Court Opinion

ID: 8747444
Source: CourtListenerOpinion
Date Created: 2022-11-26 11:12:45.950886+00
Date Added: 2024-06-11T17:00:44.992962
License: Public Domain

THOMAS, District Judge.
On January 19, 1901, six large barges, several of them covered, and all laden, lay across the end of the North Central pier in the Atlantic Basin. The barge Altoona was next to the pier, and the barge farthest out was the Atlas. The Altoona sustained all the vessels, as she alone had lines to the pier. She had out several lines, but one 4-inch line ran from the cleat on her extreme stern to the string piece of the side of the dock, some 50 feet from the end, although there was an iron spile and an upright put at that place on the dock for the purpose of making fast, which was not used. The wind was from the northwest, and while it was blowing at between 50 and 60 miles an hour, the line just named parted at the string piece,. *857and the vessels all swung around, so that the Atlas came in collision with the canal boat Mullen, which was lying at East Central pier, outside and across the bows of three other boats. It will be observed that the opening in the basin gave full opportunity for the wind to affect the vessels, and the accident that happened was precisely what the condition of the boats and the weather would cause. In other words, adequate cause for the parting of the line was present, and, in view of such conditions, the negligence of the Atlas, and even some of the boats lying inside of her, is sufficiently apparent. But the captain of the Altoona ascribes the accident to a different cause. At a time shortly \jefore the parting of the rope, the steam tug Busby had come into the basin, for the purpose of mooring therein the barge Behre, and upon her arrival'she put the barge on the north side of the North Central pier, and some 40 or 50 feet away .from the end of the pier. The captain of the Altoona states as follows:
“Q. She [the Busby] came in and landed a boat there. Then what? 'A. He worked up towards my line, — a new four-inch line I had out, I put there the night before to secure me well for the night. He worked on the line for to get his stern off. By doing so he cut my line, and, when that line parted, the other two lines I had out from the stern parted as well from the strain of all the rest of the boats.”
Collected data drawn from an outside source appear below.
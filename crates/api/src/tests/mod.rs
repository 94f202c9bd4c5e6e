// Copyright (C) 2026 Fred Clausen
// Use of this source code is governed by an MIT-style
// license that can be found in the LICENSE file or at
// https://opensource.org/licenses/MIT.

//! Test module for the API crate.

#![allow(clippy::expect_used, clippy::unwrap_used)]

mod authorization_tests;
mod helpers;
mod pattern_handler_tests;
mod shift_handler_tests;
// Copyright (C) 2026 Fred Clausen
// Use of this source code is governed by an MIT-style
// license that can be found in the LICENSE file or at
// https://opensource.org/licenses/MIT.

//! Assignment mutations.

use diesel::prelude::*;
use diesel::SqliteConnection;
use shiftboard::{
    AssignmentFields, AssignmentVersion, TimelinePlan, TimelineStep, plan_change,
    validate_timeline,
};
use shiftboard_domain::{
    EmployeeTypeId, OrderedEntry, ScheduleId, UserOid, changed_entries, plan_insert, plan_move,
    renormalize, resolve_insert_position, resolve_move_position,
};
use time::Date;
use tracing::{debug, info};

use crate::data_models::AssignmentChange;
use crate::diesel_schema::schedule_user_types;
use crate::error::PersistenceError;
use crate::queries::assignments::{AssignmentOrderKey, assignment_order, user_timeline};
use crate::queries::schedules::get_member;
use crate::queries::shifts::get_shift;
use crate::queries::to_db_date;

/// Places a user in a shift effective on `change.start_date`.
///
/// Inside one transaction the target shift's display order is renormalized,
/// room is made at the requested position (a version overwritten in place
/// keeps its slot by default), and the user's timeline gets the
/// change: the version containing the start date is closed the day before,
/// a version starting on the same day is overwritten, and the new version
/// ends the day before the next later one. A shift that loses an
/// overwritten version is renormalized afterwards.
///
/// Returns the user's resulting timeline.
///
/// # Errors
///
/// Returns `NotFound` if the user is not an active member or the shift does
/// not exist, `DomainViolation` for an out-of-range position,
/// `TimelineViolation` if the result would overlap, or a database error.
/// Nothing is written on error.
pub fn upsert_assignment(
    conn: &mut SqliteConnection,
    schedule_id: ScheduleId,
    change: &AssignmentChange,
    actor: Option<&str>,
) -> Result<Vec<AssignmentVersion>, PersistenceError> {
    conn.immediate_transaction::<_, PersistenceError, _>(|conn| {
        let member_active: bool = get_member(conn, schedule_id, &change.user_oid)?
            .is_some_and(|member| member.is_active);
        if !member_active {
            return Err(PersistenceError::NotFound(format!(
                "Member {} of schedule {schedule_id}",
                change.user_oid
            )));
        }
        if get_shift(conn, schedule_id, change.employee_type_id)?.is_none() {
            return Err(PersistenceError::NotFound(format!(
                "Shift {}",
                change.employee_type_id
            )));
        }

        let versions: Vec<AssignmentVersion> =
            user_timeline(conn, schedule_id, &change.user_oid)?;
        let replaced_shift: Option<EmployeeTypeId> = versions
            .iter()
            .find(|version| version.start_date == change.start_date)
            .map(|version| version.fields.employee_type_id);

        let dense: Vec<OrderedEntry<AssignmentOrderKey>> =
            normalize_assignment_order(conn, schedule_id, change.employee_type_id)?;
        let own_key: AssignmentOrderKey = (
            String::from(change.user_oid.as_str()),
            to_db_date(change.start_date)?,
        );
        let current: Option<i64> = dense
            .iter()
            .find(|entry| entry.key == own_key)
            .map(|entry| entry.display_order);
        // A row overwritten in place keeps its slot unless a new one is asked for.
        let (target, reorder): (i64, Vec<OrderedEntry<AssignmentOrderKey>>) = match current {
            Some(current) => {
                let target: i64 =
                    resolve_move_position(dense.len(), current, change.display_order)?;
                (target, plan_move(&dense, &own_key, target))
            }
            None => {
                let target: i64 = resolve_insert_position(dense.len(), change.display_order)?;
                (target, plan_insert(&dense, target))
            }
        };
        write_assignment_order(conn, schedule_id, change.employee_type_id, &reorder)?;

        let plan: TimelinePlan<AssignmentFields> = plan_change(
            &versions,
            change.start_date,
            AssignmentFields::new(change.employee_type_id, target),
        )?;
        for step in &plan.steps {
            execute_step(conn, schedule_id, &change.user_oid, step, actor)?;
        }

        if let Some(previous) = replaced_shift.filter(|id| *id != change.employee_type_id) {
            normalize_assignment_order(conn, schedule_id, previous)?;
        }

        let result: Vec<AssignmentVersion> = user_timeline(conn, schedule_id, &change.user_oid)?;
        validate_timeline(&result)?;

        info!(
            schedule_id = schedule_id.value(),
            user_oid = %change.user_oid,
            employee_type_id = change.employee_type_id.value(),
            start_date = %change.start_date,
            display_order = target,
            "Upserted assignment"
        );
        Ok(result)
    })
}

fn missing_assignment(user_oid: &UserOid, start_date: Date) -> PersistenceError {
    PersistenceError::NotFound(format!("Assignment of {user_oid} starting {start_date}"))
}

/// Runs one planned step against the user's stored rows.
pub(crate) fn execute_step(
    conn: &mut SqliteConnection,
    schedule_id: ScheduleId,
    user_oid: &UserOid,
    step: &TimelineStep<AssignmentFields>,
    actor: Option<&str>,
) -> Result<(), PersistenceError> {
    match step {
        TimelineStep::Close {
            start_date,
            end_date,
        } => {
            let rows: usize = diesel::update(schedule_user_types::table)
                .filter(schedule_user_types::schedule_id.eq(schedule_id.value()))
                .filter(schedule_user_types::user_oid.eq(user_oid.as_str()))
                .filter(schedule_user_types::start_date.eq(to_db_date(*start_date)?))
                .filter(schedule_user_types::is_active.eq(1))
                .set(schedule_user_types::end_date.eq(Some(to_db_date(*end_date)?)))
                .execute(conn)?;
            if rows == 0 {
                return Err(missing_assignment(user_oid, *start_date));
            }
            debug!(user_oid = %user_oid, start_date = %start_date, "Closed containing assignment");
        }
        TimelineStep::Overwrite {
            start_date,
            end_date,
            fields,
        } => {
            let end: Option<String> = end_date.map(to_db_date).transpose()?;
            let rows: usize = diesel::update(schedule_user_types::table)
                .filter(schedule_user_types::schedule_id.eq(schedule_id.value()))
                .filter(schedule_user_types::user_oid.eq(user_oid.as_str()))
                .filter(schedule_user_types::start_date.eq(to_db_date(*start_date)?))
                .filter(schedule_user_types::is_active.eq(1))
                .set((
                    schedule_user_types::employee_type_id.eq(fields.employee_type_id.value()),
                    schedule_user_types::display_order.eq(fields.display_order),
                    schedule_user_types::end_date.eq(end),
                ))
                .execute(conn)?;
            if rows == 0 {
                return Err(missing_assignment(user_oid, *start_date));
            }
            debug!(user_oid = %user_oid, start_date = %start_date, "Overwrote assignment");
        }
        TimelineStep::Insert {
            start_date,
            end_date,
            fields,
        } => {
            let end: Option<String> = end_date.map(to_db_date).transpose()?;
            diesel::insert_into(schedule_user_types::table)
                .values((
                    schedule_user_types::schedule_id.eq(schedule_id.value()),
                    schedule_user_types::user_oid.eq(user_oid.as_str()),
                    schedule_user_types::employee_type_id.eq(fields.employee_type_id.value()),
                    schedule_user_types::display_order.eq(fields.display_order),
                    schedule_user_types::start_date.eq(to_db_date(*start_date)?),
                    schedule_user_types::end_date.eq(end),
                    schedule_user_types::created_by.eq(actor),
                ))
                .execute(conn)?;
            debug!(user_oid = %user_oid, start_date = %start_date, "Inserted assignment");
        }
    }
    Ok(())
}

/// Rewrites drifted orders within one shift to `1..=N`.
fn normalize_assignment_order(
    conn: &mut SqliteConnection,
    schedule_id: ScheduleId,
    employee_type_id: EmployeeTypeId,
) -> Result<Vec<OrderedEntry<AssignmentOrderKey>>, PersistenceError> {
    let stored: Vec<OrderedEntry<AssignmentOrderKey>> =
        assignment_order(conn, schedule_id, employee_type_id)?;
    let dense: Vec<OrderedEntry<AssignmentOrderKey>> = renormalize(&stored);
    write_assignment_order(
        conn,
        schedule_id,
        employee_type_id,
        &changed_entries(&stored, &dense),
    )?;
    Ok(dense)
}

fn write_assignment_order(
    conn: &mut SqliteConnection,
    schedule_id: ScheduleId,
    employee_type_id: EmployeeTypeId,
    entries: &[OrderedEntry<AssignmentOrderKey>],
) -> Result<(), PersistenceError> {
    for entry in entries {
        let (user_oid, start_date) = &entry.key;
        diesel::update(schedule_user_types::table)
            .filter(schedule_user_types::schedule_id.eq(schedule_id.value()))
            .filter(schedule_user_types::employee_type_id.eq(employee_type_id.value()))
            .filter(schedule_user_types::user_oid.eq(user_oid))
            .filter(schedule_user_types::start_date.eq(start_date))
            .filter(schedule_user_types::is_active.eq(1))
            .set(schedule_user_types::display_order.eq(entry.display_order))
            .execute(conn)?;
    }
    Ok(())
}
Van Pelt, who was on the vessel Ridgeway Park, alongside which the Behre was landed, testified that, after the landing of the barge by the Busby, “she went ahead on a brand new line, and when she went ahead she shoved that line to the dock and her stem iron cut the line. Q. Did you see what boat this line ran to from the dock? A. I think from the first boat, but I couldn’t say exactly.” On the other hand, it appears from the evidence of the Busby that, although she was headed across the slip, yet that her stem was at all times several feet away from the line and did not touch it. To this the master of the barge Behre, the captain of the Busby, the deckhand Matthews, Wilson, the night captain of the Busby, who was in the pilot house, but not on duty, and Nugent, the engineer of the Busby, who said that he saw the accident, all testify.
This case has been held for some time after having received the first consideration, for the purpose of determining the credibility of these witnesses. Upon the trial the court was impressed with the straightforwardness of the captain of the Altoona, and there is considerable hesitation in determining that he was in error in his statement that the Busby cut the line; but the evidence of the witnesses for the Busby was not impaired by any conduct during the examination, or inconsistency in statement, and the court does not feel justified in concluding that the several witnesses for the Busby were outweighed in the quality of their evidence by the two witnesses testifying in opposition. Therefore the Busby cannot be held for the accident. Although the wind was very much more severe at the time of the accident than it had been theretofore, yet the day had been tempestuous, and the manner in which the Atlas was tied up to the Altoona was calculated to produce this accident; and it is concluded that the Atlas was at fault in lying in the position in which she did.
Decree must therefore proceed against the Atlas alone.